▶ EXERCISE INSTRUCTIONS:
Would you please copy each line of the data in which the string "push" occurs?

[DATA FOR THIS TASK Boundary: Start]

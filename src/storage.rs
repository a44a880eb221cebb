//! Ordered binding storage and the resolution walk
//!
//! Bindings are kept in registration order and are unique by target type.
//! Resolution is a depth-first walk over this storage: each constructor
//! parameter is looked up by exact type and resolved recursively before the
//! constructor runs.

use crate::binding::{Binding, Step};
use crate::{Constructor, DiError, Instance, Result, TypeKey};

#[cfg(feature = "logging")]
use tracing::debug;

/// Insertion-ordered bindings, unique by target type.
#[derive(Clone, Default)]
pub struct BindingStorage {
    bindings: Vec<Binding>,
}

impl BindingStorage {
    #[inline]
    pub fn new() -> Self {
        Self::default()
    }

    /// Create with pre-allocated capacity.
    #[inline]
    pub fn with_capacity(capacity: usize) -> Self {
        Self {
            bindings: Vec::with_capacity(capacity),
        }
    }

    /// Position of the binding for `key`, if any
    #[inline]
    pub fn position(&self, key: &TypeKey) -> Option<usize> {
        self.bindings.iter().position(|b| b.matches(key))
    }

    #[inline]
    pub fn get(&self, key: &TypeKey) -> Option<&Binding> {
        self.position(key).map(|index| &self.bindings[index])
    }

    #[inline]
    pub fn contains(&self, key: &TypeKey) -> bool {
        self.position(key).is_some()
    }

    /// Insert a binding, replacing any binding for the same type in place.
    ///
    /// Returns `true` when an existing binding was replaced.
    pub fn insert(&mut self, binding: Binding) -> bool {
        match self.position(&binding.target()) {
            Some(index) => {
                self.bindings[index] = binding;
                true
            }
            None => {
                self.bindings.push(binding);
                false
            }
        }
    }

    /// Resolve the binding for `key`.
    pub fn resolve_key(&mut self, key: &TypeKey, force_rebind: bool) -> Result<Instance> {
        let index = self.position(key).ok_or_else(|| {
            #[cfg(feature = "logging")]
            debug!(
                target: "autowire",
                service = key.name(),
                "No binding registered for type"
            );
            DiError::not_found_key(*key)
        })?;

        self.resolve_at(index, force_rebind)
    }

    /// Resolve the binding stored at `index`, caching per its policy.
    pub(crate) fn resolve_at(&mut self, index: usize, force_rebind: bool) -> Result<Instance> {
        match self.bindings[index].begin(force_rebind)? {
            Step::Ready(value) => Ok(value),
            Step::Construct(ctor) => {
                let value = self.construct(&ctor, force_rebind)?;
                self.bindings[index].finish(&value);
                Ok(value)
            }
        }
    }

    /// Resolve every parameter of `ctor` in declaration order, then invoke it.
    ///
    /// A missing or failing dependency aborts before `ctor` runs. There is
    /// no cycle guard: a binding that (transitively) depends on itself
    /// recurses until the stack is exhausted.
    pub(crate) fn construct(&mut self, ctor: &Constructor, force_rebind: bool) -> Result<Instance> {
        let mut args = Vec::with_capacity(ctor.params().len());
        for param in ctor.params() {
            args.push(self.resolve_key(param, force_rebind)?);
        }
        ctor.invoke(&args)
    }

    /// Target types in registration order
    pub fn type_keys(&self) -> Vec<TypeKey> {
        self.bindings.iter().map(Binding::target).collect()
    }

    pub fn iter(&self) -> impl Iterator<Item = &Binding> {
        self.bindings.iter()
    }

    #[inline]
    pub fn len(&self) -> usize {
        self.bindings.len()
    }

    #[inline]
    pub fn is_empty(&self) -> bool {
        self.bindings.is_empty()
    }
}

impl std::fmt::Debug for BindingStorage {
    fn fmt(&self, f: &mut std::fmt::Formatter<'_>) -> std::fmt::Result {
        f.debug_struct("BindingStorage")
            .field("types", &self.type_keys())
            .finish()
    }
}

#[cfg(test)]
mod tests {
    use super::*;
    use crate::IntoConstructor;
    use std::sync::Mutex;

    #[derive(Clone, Debug, PartialEq)]
    struct Work(&'static str);

    #[derive(Clone, Debug, PartialEq)]
    struct Desk(u32);

    #[derive(Debug, PartialEq)]
    struct Office {
        work: Work,
        desk: Desk,
    }

    fn plain<T: crate::Injectable>(value: T) -> Binding {
        Binding::new(TypeKey::of::<T>(), Instance::new(value), false, false)
    }

    #[test]
    fn test_insert_and_position() {
        let mut storage = BindingStorage::new();
        assert!(!storage.insert(plain(Work("a"))));
        assert!(!storage.insert(plain(Desk(1))));

        assert_eq!(storage.position(&TypeKey::of::<Work>()), Some(0));
        assert_eq!(storage.position(&TypeKey::of::<Desk>()), Some(1));
        assert_eq!(storage.position(&TypeKey::of::<Office>()), None);
        assert!(storage.contains(&TypeKey::of::<Desk>()));
    }

    #[test]
    fn test_insert_replaces_in_place() {
        let mut storage = BindingStorage::new();
        storage.insert(plain(Work("a")));
        storage.insert(plain(Desk(1)));
        assert!(storage.insert(plain(Work("b"))));

        assert_eq!(storage.len(), 2);
        assert_eq!(
            storage.type_keys(),
            vec![TypeKey::of::<Work>(), TypeKey::of::<Desk>()]
        );

        let work = storage.resolve_key(&TypeKey::of::<Work>(), false).unwrap();
        assert_eq!(*work.downcast::<Work>().unwrap(), Work("b"));
    }

    #[test]
    fn test_dependencies_resolve_in_declaration_order() {
        let order = std::sync::Arc::new(Mutex::new(Vec::new()));

        let mut storage = BindingStorage::new();
        let log = order.clone();
        storage.insert(Binding::new(
            TypeKey::of::<Desk>(),
            (move || {
                log.lock().unwrap().push("desk");
                Desk(7)
            })
            .into_constructor(),
            true,
            false,
        ));
        let log = order.clone();
        storage.insert(Binding::new(
            TypeKey::of::<Work>(),
            (move || {
                log.lock().unwrap().push("work");
                Work("typing")
            })
            .into_constructor(),
            true,
            false,
        ));
        storage.insert(Binding::new(
            TypeKey::of::<Office>(),
            (|work: Work, desk: Desk| Office { work, desk }).into_constructor(),
            true,
            false,
        ));

        let office = storage.resolve_key(&TypeKey::of::<Office>(), false).unwrap();
        assert_eq!(
            *office.downcast::<Office>().unwrap(),
            Office {
                work: Work("typing"),
                desk: Desk(7)
            }
        );
        assert_eq!(*order.lock().unwrap(), vec!["work", "desk"]);
    }

    #[test]
    fn test_missing_dependency_aborts_before_invocation() {
        let invoked = std::sync::Arc::new(Mutex::new(false));
        let flag = invoked.clone();

        let mut storage = BindingStorage::new();
        storage.insert(plain(Work("typing")));
        storage.insert(Binding::new(
            TypeKey::of::<Office>(),
            (move |work: Work, desk: Desk| {
                *flag.lock().unwrap() = true;
                Office { work, desk }
            })
            .into_constructor(),
            true,
            false,
        ));

        let err = storage
            .resolve_key(&TypeKey::of::<Office>(), false)
            .unwrap_err();
        assert_eq!(err, DiError::not_found::<Desk>());
        assert!(!*invoked.lock().unwrap());
        assert!(!storage.get(&TypeKey::of::<Office>()).unwrap().is_cached());
    }

    #[test]
    fn test_resolve_unknown_key() {
        let mut storage = BindingStorage::new();
        assert_eq!(
            storage.resolve_key(&TypeKey::of::<Work>(), false).unwrap_err(),
            DiError::not_found::<Work>()
        );
    }
}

[DATA FOR THIS TASK Boundary: End]

▶ YOUR SOLUTION:
                self.bindings.push(binding);
            args.push(self.resolve_key(param, force_rebind)?);
                log.lock().unwrap().push("desk");
                log.lock().unwrap().push("work");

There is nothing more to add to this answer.